— Значит, я должна носить только голубой пояс? — недовольно говорила она. — Если сейчас не носить красное, то когда же еще? Старые женщины красное не носят.

И все-таки она послушалась: сняла с себя все украшения и стала одеваться, как должно жене сельского учителя. О-Юки отдала Санкити все свои деньги.

— Перед отъездом отец подарил мне сто иен, — сказала о-Юки, положив перед мужем деньги, завязанные в шелковый платочек. — «Трать их только в крайнем случае», — сказал он, когда провожал меня из родного дома.

Она рассказала Санкити, что, напутствуя ее в дорогу, отец строго-настрого запретил ей и думать о возвращении под родительский кров: раз ты вышла замуж, так хоть с голоду умри, но оставайся с мужем.
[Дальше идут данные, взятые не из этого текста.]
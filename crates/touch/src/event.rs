//! Logical tap events.

use platform::{TapStatus, Timestamp};

/// A debounced, timestamped, status-tagged tap.
///
/// Fields are private: an event is immutable once the sensor has built it.
#[derive(Debug, Clone, PartialEq)]
pub struct TapEvent {
    device_id: String,
    timestamp: Timestamp,
    status: TapStatus,
}

impl TapEvent {
    /// Build an event.
    pub fn new(device_id: impl Into<String>, timestamp: Timestamp, status: TapStatus) -> Self {
        Self {
            device_id: device_id.into(),
            timestamp,
            status,
        }
    }

    /// Device the tap came from
    pub fn device_id(&self) -> &str {
        &self.device_id
    }

    /// Acceptance time
    pub fn timestamp(&self) -> Timestamp {
        self.timestamp
    }

    /// Tap outcome
    pub fn status(&self) -> TapStatus {
        self.status
    }
}
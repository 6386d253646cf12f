use anyhow::{Context, Result};
use colored::Colorize;
use std::process::Command;
use std::time::Instant;

/// Which half of the suite a step belongs to
#[derive(Clone, Copy, PartialEq, Eq)]
enum Kind {
    Unit,
    Integration,
}

impl Kind {
    fn selected(self, unit_only: bool, integration_only: bool) -> bool {
        match self {
            Self::Unit => !integration_only,
            Self::Integration => !unit_only,
        }
    }
}

struct Step {
    label: &'static str,
    kind: Kind,
    args: &'static [&'static str],
}

const STEPS: &[Step] = &[
    Step {
        label: "unit tests",
        kind: Kind::Unit,
        args: &["test", "--workspace", "--lib", "--bins"],
    },
    Step {
        label: "doc tests",
        kind: Kind::Unit,
        args: &["test", "--workspace", "--doc"],
    },
    // Real FIFOs and fake framebuffers under a temporary directory.
    Step {
        label: "integration tests",
        kind: Kind::Integration,
        args: &["test", "--workspace", "--test", "*"],
    },
];

pub fn run(unit_only: bool, integration_only: bool) -> Result<()> {
    println!();
    println!("{}", "🧪 Running tests...".cyan().bold());
    println!();

    let total_start = Instant::now();

    for step in STEPS {
        if !step.kind.selected(unit_only, integration_only) {
            continue;
        }

        println!("{}", format!("  Running {}...", step.label).cyan());
        let start = Instant::now();

        let output = Command::new("cargo")
            .args(step.args)
            .output()
            .with_context(|| format!("Failed to run {}", step.label))?;

        let stdout = String::from_utf8_lossy(&output.stdout);
        if !output.status.success() {
            eprintln!("{}", format!("  ✗ {} failed", step.label).red().bold());
            eprintln!();
            for line in stdout.lines() {
                eprintln!("  {}", line);
            }
            eprintln!("{}", String::from_utf8_lossy(&output.stderr));
            anyhow::bail!("{} failed", step.label);
        }

        println!(
            "{}",
            format!(
                "  ✓ {} passed {} in {:.2}s",
                step.label,
                extract_test_summary(&stdout),
                start.elapsed().as_secs_f64()
            )
            .green()
        );
        println!();
    }

    println!(
        "{}",
        format!(
            "✓ All tests completed in {:.2}s",
            total_start.elapsed().as_secs_f64()
        )
        .green()
        .bold()
    );
    println!();

    Ok(())
}

fn extract_test_summary(output: &str) -> String {
    // Sum every "test result: ok. 5 passed; 0 failed; ..." line; a
    // workspace run prints one per test binary.
    let mut passed = 0u64;
    let mut binaries = 0u64;
    for line in output.lines() {
        let Some(summary) = line.split("test result:").nth(1) else {
            continue;
        };
        binaries += 1;
        passed += summary
            .split(';')
            .find_map(|part| part.trim().trim_start_matches("ok.").trim().strip_suffix(" passed"))
            .and_then(|n| n.trim().parse::<u64>().ok())
            .unwrap_or(0);
    }
    if binaries == 0 {
        return "(summary not available)".to_string();
    }
    format!("({passed} passed across {binaries} test binaries)")
}

#[cfg(test)]
mod tests {
    use super::*;

    #[test]
    fn sums_results_across_binaries() {
        let output = "\
running 3 tests
test result: ok. 3 passed; 0 failed; 0 ignored; 0 measured; 0 filtered out

running 2 tests
test result: ok. 2 passed; 0 failed; 0 ignored; 0 measured; 0 filtered out
";
        assert_eq!(extract_test_summary(output), "(5 passed across 2 test binaries)");
    }

    #[test]
    fn flags_select_steps() {
        let labels = |unit, integration| -> Vec<_> {
            STEPS
                .iter()
                .filter(|step| step.kind.selected(unit, integration))
                .map(|step| step.label)
                .collect()
        };
        assert_eq!(labels(false, false).len(), STEPS.len());
        assert_eq!(labels(true, false), ["unit tests", "doc tests"]);
        assert_eq!(labels(false, true), ["integration tests"]);
    }

    #[test]
    fn missing_summary() {
        assert_eq!(extract_test_summary("error: could not compile"), "(summary not available)");
    }
}
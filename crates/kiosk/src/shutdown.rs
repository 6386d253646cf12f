//! Process lifecycle: runtime construction and signal-driven cancellation.

use std::future::Future;
use std::time::Duration;

use anyhow::{Context, Result};
use tokio::signal::unix::{signal, SignalKind};
use tokio_util::sync::CancellationToken;

/// How long shutdown waits for blocking-pool work (FIFO opens, stdin reads,
/// native polls) before the process exits anyway.
pub const SHUTDOWN_GRACE: Duration = Duration::from_millis(500);

/// Run `main` on a fresh multi-thread runtime, then shut the runtime down
/// without waiting indefinitely on blocked threads.
pub fn run<F, Fut>(main: F) -> Result<()>
where
    F: FnOnce(CancellationToken) -> Fut,
    Fut: Future<Output = Result<()>>,
{
    let runtime = tokio::runtime::Builder::new_multi_thread()
        .enable_all()
        .build()
        .context("failed to build tokio runtime")?;

    let cancel = CancellationToken::new();
    let result = runtime.block_on(async move {
        cancel_on_signal(cancel.clone())?;
        main(cancel).await
    });
    runtime.shutdown_timeout(SHUTDOWN_GRACE);
    result
}

/// Cancel `cancel` on SIGINT or SIGTERM.
pub fn cancel_on_signal(cancel: CancellationToken) -> Result<()> {
    let mut terminate =
        signal(SignalKind::terminate()).context("failed to install SIGTERM handler")?;
    let mut interrupt =
        signal(SignalKind::interrupt()).context("failed to install SIGINT handler")?;

    tokio::spawn(async move {
        tokio::select! {
            _ = terminate.recv() => tracing::info!("SIGTERM received, shutting down"),
            _ = interrupt.recv() => tracing::info!("SIGINT received, shutting down"),
            () = cancel.cancelled() => {}
        }
        cancel.cancel();
    });
    Ok(())
}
Слушая жену, Санкити представлял себе старого Нагура. Видимо, это был человек решительный, даже крутой, но справедливый.

— Кому морской капусты, кому морской капусты! — раздалось на улице. Почти у самых ворот дома остановилась группа молодых женщин и девушек. Они пришли издалека — из самой провинции Этиго. Глядя на их крепкие фигуры в запыленной дорожной одежде, о-Юки вдруг тоже почувствовала себя в пути. С ручья доносилось кваканье лягушек, стук мельничного колеса... Мимо, дребезжа, проехала телега...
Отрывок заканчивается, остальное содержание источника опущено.